La cisti di Baker o cisti poplitea corrisponde a una preesistente borsa (ovvero quella presente tra il gastrocnemio mediale e il semimbranoso) che si riempie di liquido infiammatorio. Istologicamente, il tessuto sinoviale della cisti mostra un evidente fibrosi sostenuta da un’infiammazione cronica aspecifica (4, 5).

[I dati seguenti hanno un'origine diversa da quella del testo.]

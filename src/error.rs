use std::fmt;
use std::io;

use crate::body::Field;

pub type Result<T, E = Error> = std::result::Result<T, E>;

/// Every way a record decode can fail.
///
/// The decoder never recovers internally: the first violation is
/// surfaced to the caller, and the stream must be treated as unusable
/// afterwards, since the number of bytes consumed by a failed decode is
/// unspecified.
#[derive(Debug)]
pub enum Error {
    /// The next stream item is not a definite-length map. Covers wrong
    /// wire types, reserved wire bytes, and indefinite-length maps alike:
    /// the fixed schema needs a known entry count to bound its loop.
    MalformedHeader,
    /// A map key is missing, not text, indefinite-length, or not valid
    /// UTF-8.
    MalformedKey,
    /// A key's reported length meets or exceeds the key staging capacity.
    /// Rejected before a single byte of the key is copied.
    KeyTooLong { len: u64 },
    /// A key decoded cleanly but is not in the recognized set. Unknown
    /// keys are schema violations, not optional extensions.
    UnknownKey { key: String },
    /// A value's wire type disagrees with its field's expected type. No
    /// coercion between types is attempted.
    TypeMismatch { field: Field },
    /// A text value is too long for its destination. Rejected before a
    /// single byte of the value is copied.
    ValueTooLong { field: Field },
    /// The map ended without ever supplying this field.
    MissingField { field: Field },
    /// The underlying read failed, or the stream ended mid-item.
    Stream(io::Error),
}

impl fmt::Display for Error {
    fn fmt(&self, f: &mut fmt::Formatter) -> fmt::Result {
        match *self {
            Error::MalformedHeader => f.write_str("expected a definite-length map"),
            Error::MalformedKey => f.write_str("expected a definite-length text key"),
            Error::KeyTooLong { len } => write!(
                f,
                "key length {} overruns the {}-byte key buffer",
                len,
                crate::MAX_KEY_LEN
            ),
            Error::UnknownKey { ref key } => write!(f, "unrecognized key \"{}\"", key),
            Error::TypeMismatch { field } => {
                write!(f, "wrong wire type for field \"{}\"", field)
            }
            Error::ValueTooLong { field } => {
                write!(f, "text value does not fit field \"{}\"", field)
            }
            Error::MissingField { field } => write!(f, "map never supplied field \"{}\"", field),
            Error::Stream(ref err) => write!(f, "stream read failed: {}", err),
        }
    }
}

impl std::error::Error for Error {
    fn source(&self) -> Option<&(dyn std::error::Error + 'static)> {
        match *self {
            Error::Stream(ref err) => Some(err),
            _ => None,
        }
    }
}

impl From<io::Error> for Error {
    fn from(err: io::Error) -> Self {
        Error::Stream(err)
    }
}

All’interno di una cisti poplitea è infatti possibile notare la presenza di macrofagi con polietilene fagocitato affiancati da molecole pro-infiammatorie (6).
La borsa comunica direttamente con l’articolazione del ginocchio attraverso un’apertura della capsula posteriore sul versante del condilo mediale, ed è proprio questa peculiarità anatomica a permettere un meccanismo a valvola per il quale, in presenza di uno stato infiammatorio, si verifica un’effusione che riempie la borsa di liquido.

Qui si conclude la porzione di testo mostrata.